François de Tarragon, directeur commercial et marketing de l'entreprise de gestion de déchets Coved, estime d'ailleurs que les REP permettent d'assurer un flux stable dans le temps compte tenu de leur agrément. Ainsi, l'agrément de la nouvelle REP ameublement, dont les déchets collectés intéressent vivement les producteurs de CSR, "laisse la place" à la valorisation énergétique d'un tonnage égal à 35% des mises sur le marché.

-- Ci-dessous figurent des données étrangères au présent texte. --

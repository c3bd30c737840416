//! CLI command definitions

use clap::{Parser, Subcommand};
use resolver_domain::Participant;
use std::path::PathBuf;

/// CLI arguments for relationship-resolver
#[derive(Parser, Debug)]
#[command(name = "relationship-resolver")]
#[command(author, version, about = "Two statements, one shared code, one AI-mediated summary")]
#[command(long_about = r#"
Relationship Resolver lets two participants each write down their side of a
disagreement under a shared session code, then asks a summarization service
for a neutral summary of both.

Typical flow:
1. One participant runs `new` and shares the printed code
2. The other participant runs `join <CODE>`
3. Each participant submits a statement
4. Either participant runs `summarize`

Configuration files are loaded from (in priority order):
1. --config <path>     Explicit config file
2. ./resolver.toml     Project-level config
3. ~/.config/relationship-resolver/config.toml   Global config

Example:
  relationship-resolver new
  relationship-resolver submit -p 1 "I feel like my plans always come second"
  relationship-resolver submit -p 2 "I feel like I never get a say in the plans"
  relationship-resolver summarize
"#)]
pub struct Cli {
    #[command(subcommand)]
    pub command: Option<Command>,

    /// Verbosity level (-v = info, -vv = debug, -vvv = trace)
    #[arg(short, long, action = clap::ArgAction::Count, global = true)]
    pub verbose: u8,

    /// Suppress progress indicators
    #[arg(short, long, global = true)]
    pub quiet: bool,

    /// Path to configuration file
    #[arg(long, value_name = "PATH", global = true)]
    pub config: Option<PathBuf>,

    /// Disable loading of configuration files
    #[arg(long, global = true)]
    pub no_config: bool,

    /// Show configuration file locations and exit
    #[arg(long)]
    pub show_config: bool,

    /// Keep all data in memory for this run only
    #[arg(long, global = true)]
    pub ephemeral: bool,
}

/// Session commands
#[derive(Subcommand, Debug, Clone, PartialEq, Eq)]
pub enum Command {
    /// Generate a new session code and make it current
    New,

    /// Join an existing session by its code
    Join {
        /// Code shared by the other participant
        code: String,
    },

    /// Print the current session code
    Code,

    /// Submit a statement for a participant
    Submit {
        /// Participant submitting (1 or 2)
        #[arg(short, long, value_name = "1|2")]
        participant: Participant,

        /// The statement
        text: String,
    },

    /// List the statements recorded for the current session
    Show,

    /// Ask the summarization service for a summary of both statements
    Summarize,
}

#[cfg(test)]
mod tests {
    use super::*;
    use clap::CommandFactory;

    #[test]
    fn test_cli_is_well_formed() {
        Cli::command().debug_assert();
    }

    #[test]
    fn test_parse_submit() {
        let cli = Cli::parse_from([
            "relationship-resolver",
            "submit",
            "-p",
            "2",
            "I feel dismissed",
        ]);
        assert_eq!(
            cli.command,
            Some(Command::Submit {
                participant: Participant::Two,
                text: "I feel dismissed".to_string()
            })
        );
    }

    #[test]
    fn test_parse_rejects_unknown_participant() {
        let result = Cli::try_parse_from(["relationship-resolver", "submit", "-p", "3", "hi"]);
        assert!(result.is_err());
    }

    #[test]
    fn test_global_flags_after_subcommand() {
        let cli = Cli::parse_from(["relationship-resolver", "summarize", "-vv", "--ephemeral"]);
        assert_eq!(cli.command, Some(Command::Summarize));
        assert_eq!(cli.verbose, 2);
        assert!(cli.ephemeral);
    }

    #[test]
    fn test_parse_join() {
        let cli = Cli::parse_from(["relationship-resolver", "join", "Xy7pQ2"]);
        assert_eq!(
            cli.command,
            Some(Command::Join {
                code: "Xy7pQ2".to_string()
            })
        );
    }
}
//! CLI definitions

pub mod commands;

Compte tenu de l'absence de définition, Pierre Mauguin, qui représente le groupement européen des producteurs de CSR (Erfo), plaide pour une standardisation afin d'améliorer la qualité des CSR. Cette standardisation passe notamment par la norme EN 15 359 qui définit les caractéristiques des CSR en se basant sur le pouvoir calorifique, le taux de chlore et le taux de mercure. A ces critères reconnus par la norme peuvent être ajoutés dans les contrats de fourniture des critères liés à l'humidité des CSR ou à la taille des broyats. Côté utilisateur, la priorité est donc accordée aux caractéristiques d'usage qui assurent une bonne combustion et peu de matières dangereuses pour l'environnement ou l'installation.
Un choix politique
Par ailleurs, le développement des CSR reste étroitement lié à la politique nationale de gestion des déchets. Ainsi, les intervenants ont souligné que l'essor du secteur en Allemagne est directement lié à l'arrêt de la mise en décharge en 2005. L'abandon de certains types d'exutoires constitue donc un moteur essentiel pour le secteur. Ainsi, la hausse de la TGAP pour l'enfouissement en France pourrait jouer un rôle dans le développement des CSR. Mais, à l'inverse, les politiques françaises de réduction des déchets, de réemploi et de recyclage doivent être prises en compte.
Surtout que le développement des CSR n'est pas sans ambiguïté au regard de ces priorités nationales en matière de déchets. Gaëtan Rémond, directeur du département énergies et climat d'Inddigo, estime qu'"il faut appeler un chat, un chat", jugeant que dans certains cas le but est "d'appeler autrement qu'incinérateur les unités de combustion de CSR". Sont particulièrement visées les chaudières CSR dédiées à la production d'énergie qu'il appelle "des incinérateurs branchés sur des réseaux de chaleur". D'ailleurs, sans être aussi explicite, François de Tarragon estime que les termes "chaudière plus" ou "incinérateur moins" s'appliquent à ce type d'unité.
Ainsi, du point de vue de l'acceptabilité sociétale, Gaëtan Rémond considère que "si on veut vraiment produire de l'énergie à partir de déchets, les politiques devront prendre leur responsabilité". Pour l'instant, la réponse du ministère est claire : "ce n'est pas le but aujourd'hui, il n'y a pas d'objectif politique pour la valorisation énergétique des déchets", explique Christine Cros, rappelant que les priorités vont à la réduction des déchets et à l'augmentation du recyclage.
Un message auquel Stéphane Rutkowski, représentant de l'Association technique de l'industrie des liants hydrauliques (ATILH) qui regroupe les cimentiers, répond sans détour : "l'enjeu du CSR, je le dis clairement, c'est le maintien de la compétitivité de l'industrie cimentière". Il explique notamment l'intérêt qu'il y a pour les producteurs à substituer des déchets à un combustible classique pour une industrie dont la facture énergétique représente environ la moitié des coûts.